*YOUR TASK:* From the listing below, output only the lines starting at the line that has "pub mod mongodb" and ending at the line that has "Input of an access check.", exactly as they appear, ends included.

*** DATASET CONTENT ***

//! Output formatting.
//!
//! Persisted documents are passed through an [`OutputFormatter`] before they
//! are handed back to callers, unless raw output was requested.
//! [`DefaultOutputFormatter`] hides the bookkeeping properties and renders
//! `DateTime` fields according to their `format`.

use std::fmt::{Debug, Write};

use async_trait::async_trait;
use bson::Bson;
use chrono::format::{Item, StrftimeItems};
use chrono::SecondsFormat;

use crate::document::{Document, HIDDEN_PROPERTIES};
use crate::error::ModelResult;
use crate::schema::{FieldType, Schema};

/// Options of one formatting pass.
#[derive(Debug, Clone, Copy, Default, PartialEq, Eq)]
pub struct FormatOptions {
    /// Overrides whether reference fields are composed.
    pub compose: Option<bool>,
}

/// Renders persisted documents for API consumers.
#[async_trait]
pub trait OutputFormatter: Send + Sync + Debug {
    async fn format_for_output(
        &self,
        results: Vec<Document>,
        schema: &Schema,
        options: FormatOptions,
    ) -> ModelResult<Vec<Document>>;
}

/// Strips hidden properties and formats `DateTime` fields.
///
/// - no format or `iso`: RFC 3339 string with millisecond precision
/// - `unix`: epoch milliseconds
/// - anything else: a `strftime` pattern; invalid patterns fall back to ISO
///
/// Reference composition needs access to other models and is left to custom
/// formatters.
#[derive(Debug, Clone, Copy, Default)]
pub struct DefaultOutputFormatter;

impl DefaultOutputFormatter {
    fn format_document(&self, document: Document, schema: &Schema) -> Document {
        document
            .into_iter()
            .filter(|(key, _)| !HIDDEN_PROPERTIES.contains(&key.as_str()))
            .map(|(key, value)| {
                let value = match schema.get(&key) {
                    Some(definition) if definition.field_type == FieldType::DateTime => {
                        format_datetime(value, definition.format.as_deref())
                    }
                    _ => value,
                };
                (key, value)
            })
            .collect()
    }
}

#[async_trait]
impl OutputFormatter for DefaultOutputFormatter {
    async fn format_for_output(
        &self,
        results: Vec<Document>,
        schema: &Schema,
        _options: FormatOptions,
    ) -> ModelResult<Vec<Document>> {
        Ok(results
            .into_iter()
            .map(|document| self.format_document(document, schema))
            .collect())
    }
}

/// Renders a stored `DateTime` value. Non-datetime values are left alone.
pub fn format_datetime(value: Bson, format: Option<&str>) -> Bson {
    let Bson::DateTime(datetime) = value else {
        return value;
    };
    let chrono = datetime.to_chrono();

    match format {
        None | Some("iso") => Bson::String(chrono.to_rfc3339_opts(SecondsFormat::Millis, true)),
        Some("unix") => Bson::Int64(datetime.timestamp_millis()),
        Some(pattern) => {
            let items = StrftimeItems::new(pattern);
            if items.clone().any(|item| matches!(item, Item::Error)) {
                return Bson::String(chrono.to_rfc3339_opts(SecondsFormat::Millis, true));
            }

            let mut rendered = String::new();
            match write!(rendered, "{}", chrono.format_with_items(items)) {
                Ok(()) => Bson::String(rendered),
                Err(_) => Bson::String(chrono.to_rfc3339_opts(SecondsFormat::Millis, true)),
            }
        }
    }
}
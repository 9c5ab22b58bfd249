//! Search indexing contract.

use std::fmt::Debug;
use std::sync::Arc;

use async_trait::async_trait;
use futures::FutureExt;
use futures::future::BoxFuture;
use tracing::warn;

use crate::document::Document;
use crate::error::ModelResult;

/// Receives persisted documents for indexing.
///
/// Indexing never blocks a mutation. Failures are logged and dropped.
#[async_trait]
pub trait SearchIndexer: Send + Sync + Debug {
    async fn index(&self, collection: &str, documents: Vec<Document>) -> ModelResult<()>;
}

/// Indexer that does nothing.
#[derive(Debug, Clone, Copy, Default)]
pub struct NoopSearchIndexer;

#[async_trait]
impl SearchIndexer for NoopSearchIndexer {
    async fn index(&self, _collection: &str, _documents: Vec<Document>) -> ModelResult<()> {
        Ok(())
    }
}

/// Builds the task that hands documents to the indexer.
///
/// Nothing is built for an empty batch.
pub(crate) fn index_task(
    indexer: Arc<dyn SearchIndexer>,
    collection: String,
    documents: Vec<Document>,
) -> Option<BoxFuture<'static, ()>> {
    if documents.is_empty() {
        return None;
    }

    Some(
        async move {
            if let Err(err) = indexer.index(&collection, documents).await {
                warn!(collection = %collection, error = %err, "search indexing failed");
            }
        }
        .boxed(),
    )
}
//! Schema-driven document models with validation, hooks and revision history.
//!
//! This crate is the entry point of the docmodel project. It re-exports the
//! engine from `docmodel-core` together with the storage backends.
//!
//! # Quick Start
//!
//! ```ignore
//! use docmodel::{prelude::*, memory::InMemoryStore};
//!
//! #[tokio::main]
//! async fn main() -> ModelResult<()> {
//!     let schema = Schema::new()
//!         .field("title", FieldDefinition::new(FieldType::String).required())
//!         .field("publishedAt", FieldDefinition::new(FieldType::DateTime));
//!
//!     let books = Model::builder("books", schema)
//!         .storage(InMemoryStore::new())
//!         .build()?;
//!
//!     books
//!         .create(doc! { "title": "Dune", "publishedAt": "1965-08-01T00:00:00Z" }, Document::new(), CreateOptions::default())
//!         .await?;
//!
//!     let found = books
//!         .find(
//!             r#"{ "publishedAt": { "$lt": "$now" } }"#,
//!             FindOptions::default().query_options(RawQueryOptions::new().sort("title")),
//!         )
//!         .await?;
//!
//!     println!("{} of {} books", found.results.len(), found.metadata.total_count);
//!     Ok(())
//! }
//! ```
//!
//! # Settings
//!
//! A model's behaviour is configured with [`ModelSettings`](settings::ModelSettings),
//! which deserializes from the same JSON a collection definition carries:
//!
//! ```ignore
//! let settings: ModelSettings = serde_json::from_value(json!({
//!     "count": 20,
//!     "sort": "title",
//!     "storeRevisions": true,
//!     "hooks": { "beforeCreate": ["slugify", { "hook": "audit", "options": { "level": 2 } }] },
//!     "index": { "keys": { "slug": 1 }, "options": { "unique": true } }
//! }))?;
//! ```
//!
//! # Backends
//!
//! - [`memory`] - in-process storage for development and testing
//! - [`mongodb`] - MongoDB storage (requires the `mongodb` feature)

pub mod prelude;

pub use docmodel_core::{
    access, backend, document, error, formatter, history, hook, model, normalize, page, projection, query, registry,
    schema, search, settings, transform, validator,
};

pub use bson;

/// In-memory storage backend.
pub mod memory {
    pub use docmodel_memory::{InMemoryStore, InMemoryStoreBuilder};
}

/// MongoDB storage backend.
///
/// This module is only available when the `mongodb` feature is enabled.
#[cfg(feature = "mongodb")]
pub mod mongodb {
    pub use docmodel_mongodb::{MongoDbStore, MongoDbStoreBuilder};
}
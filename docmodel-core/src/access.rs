//! Access control contract.
//!
//! Evaluating ACL rules is the host application's job. The engine only
//! consumes the outcome: whether the action is allowed and which fields the
//! client may see or write.

use std::fmt::Debug;

use async_trait::async_trait;
use serde::{Deserialize, Serialize};

use crate::error::{ModelError, ModelResult};
use crate::projection::Projection;

/// Identity of the client performing a request.
#[derive(Debug, Clone, Default, PartialEq, Serialize, Deserialize)]
#[serde(rename_all = "camelCase")]
pub struct Client {
    pub client_id: String,
    #[serde(default)]
    pub access_type: Option<String>,
}

impl Client {
    pub fn new(client_id: impl Into<String>) -> Self {
        Client {
            client_id: client_id.into(),
            access_type: None,
        }
    }

    pub fn admin(client_id: impl Into<String>) -> Self {
        Client {
            client_id: client_id.into(),
            access_type: Some("admin".to_string()),
        }
    }

    pub fn is_admin(&self) -> bool {
        self.access_type.as_deref() == Some("admin")
    }
}

/// Action being authorized.
#[derive(Debug, Clone, Copy, PartialEq, Eq, Hash, Serialize, Deserialize)]
#[serde(rename_all = "lowercase")]
pub enum AccessAction {
    Create,
    Read,
    Update,
    Delete,
}

impl AccessAction {
    pub fn as_str(&self) -> &'static str {
        match self {
            AccessAction::Create => "create",
            AccessAction::Read => "read",
            AccessAction::Update => "update",
            AccessAction::Delete => "delete",
        }
    }
}

/// Input of an access check.
#[derive(Debug, Clone, Copy)]
pub struct AccessRequest<'a> {
    pub client: Option<&'a Client>,
    pub action: AccessAction,
    pub collection: &'a str,
}

/// Outcome of an access check.
#[derive(Debug, Clone, Default, PartialEq, Serialize, Deserialize)]
pub struct AccessDecision {
    pub allowed: bool,
    /// Fields visible to the client. Empty means every field.
    #[serde(default)]
    pub fields: Projection,
}

impl AccessDecision {
    pub fn allow() -> Self {
        AccessDecision {
            allowed: true,
            fields: Projection::new(),
        }
    }

    pub fn allow_fields(fields: Projection) -> Self {
        AccessDecision { allowed: true, fields }
    }

    pub fn deny() -> Self {
        AccessDecision {
            allowed: false,
            fields: Projection::new(),
        }
    }

    /// Converts a denial into [`ModelError::Forbidden`].
    pub fn into_result(self, request: &AccessRequest<'_>) -> ModelResult<Projection> {
        if self.allowed {
            Ok(self.fields)
        } else {
            Err(ModelError::Forbidden {
                action: request.action.as_str().to_string(),
                collection: request.collection.to_string(),
            })
        }
    }
}

/// Decides whether a client may perform an action on a collection.
#[async_trait]
pub trait AccessControl: Send + Sync + Debug {
    async fn validate_access(&self, request: AccessRequest<'_>) -> ModelResult<AccessDecision>;
}

/// Grants every action on every field.
#[derive(Debug, Clone, Copy, Default)]
pub struct AllowAll;

#[async_trait]
impl AccessControl for AllowAll {
    async fn validate_access(&self, _request: AccessRequest<'_>) -> ModelResult<AccessDecision> {
        Ok(AccessDecision::allow())
    }
}
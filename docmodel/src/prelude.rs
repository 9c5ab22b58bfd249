//! Re-exports of the types most applications need.
//!
//! ```ignore
//! use docmodel::prelude::*;
//! ```

pub use bson::{Bson, doc};

pub use docmodel_core::{
    access::{AccessAction, AccessControl, AccessDecision, AccessRequest, AllowAll, Client},
    backend::{FindResult, StorageBackend, StorageBackendBuilder, Update},
    document::Document,
    error::{ApiError, FieldError, HookError, ModelError, ModelResult, StorageError, StorageResult},
    formatter::{DefaultOutputFormatter, FormatOptions, OutputFormatter},
    history::VersionRecord,
    hook::{Hook, HookContext, HookRegistry, HookType, RequestContext},
    model::{
        CountResponse, CreateOptions, CreateResponse, DeleteOptions, DeleteResponse, FindOptions, FindResponse, Model,
        ModelBuilder, UpdateOptions, UpdateResponse,
    },
    normalize::{FilterInput, QueryOptions, RawQueryOptions},
    page::Metadata,
    projection::Projection,
    query::{Expr, FieldOp, Filter, Query, QueryBuilder, QueryVisitor, Sort, SortDirection},
    registry::ModelRegistry,
    schema::{FieldDefinition, FieldType, Schema},
    search::SearchIndexer,
    settings::{HookConfig, HookSettings, IndexDefinition, ModelSettings},
    spawn::{Spawner, TokioSpawner},
    transform::{FieldTransform, TransformContext},
};
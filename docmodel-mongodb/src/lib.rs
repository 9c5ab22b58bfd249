//! MongoDB storage backend for docmodel.
//!
//! Enable it through the `mongodb` feature of the facade crate:
//!
//! ```toml
//! [dependencies]
//! docmodel = { version = "x.y.z", features = ["mongodb"] }
//! ```
//!
//! Filters are translated back into native MongoDB syntax, so queries run on
//! the server. Duplicate key failures surface as
//! [`StorageError::DuplicateKey`](docmodel_core::error::StorageError::DuplicateKey)
//! and an unreachable server as
//! [`StorageError::Disconnected`](docmodel_core::error::StorageError::Disconnected).
//!
//! # Example
//!
//! ```ignore
//! use docmodel::{backend::StorageBackendBuilder, mongodb::MongoDbStore};
//!
//! let store = MongoDbStore::builder("mongodb://localhost:27017", "library")
//!     .build()
//!     .await?;
//! ```

#[allow(unused_extern_crates)]
extern crate self as docmodel_mongodb;

mod query;
mod sanitizer;
pub mod store;

pub use store::{MongoDbStore, MongoDbStoreBuilder};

*** End of DATASET CONTENT ***

*RESPONSE TO THE TASK:*
pub mod mongodb {
    pub use docmodel_mongodb::{MongoDbStore, MongoDbStoreBuilder};
}
filename docmodel-core/src/access.rs
//! Access control contract.
//!
//! Evaluating ACL rules is the host application's job. The engine only
//! consumes the outcome: whether the action is allowed and which fields the
//! client may see or write.

use std::fmt::Debug;

use async_trait::async_trait;
use serde::{Deserialize, Serialize};

use crate::error::{ModelError, ModelResult};
use crate::projection::Projection;

/// Identity of the client performing a request.
#[derive(Debug, Clone, Default, PartialEq, Serialize, Deserialize)]
#[serde(rename_all = "camelCase")]
pub struct Client {
    pub client_id: String,
    #[serde(default)]
    pub access_type: Option<String>,
}

impl Client {
    pub fn new(client_id: impl Into<String>) -> Self {
        Client {
            client_id: client_id.into(),
            access_type: None,
        }
    }

    pub fn admin(client_id: impl Into<String>) -> Self {
        Client {
            client_id: client_id.into(),
            access_type: Some("admin".to_string()),
        }
    }

    pub fn is_admin(&self) -> bool {
        self.access_type.as_deref() == Some("admin")
    }
}

/// Action being authorized.
#[derive(Debug, Clone, Copy, PartialEq, Eq, Hash, Serialize, Deserialize)]
#[serde(rename_all = "lowercase")]
pub enum AccessAction {
    Create,
    Read,
    Update,
    Delete,
}

impl AccessAction {
    pub fn as_str(&self) -> &'static str {
        match self {
            AccessAction::Create => "create",
            AccessAction::Read => "read",
            AccessAction::Update => "update",
            AccessAction::Delete => "delete",
        }
    }
}

/// Input of an access check.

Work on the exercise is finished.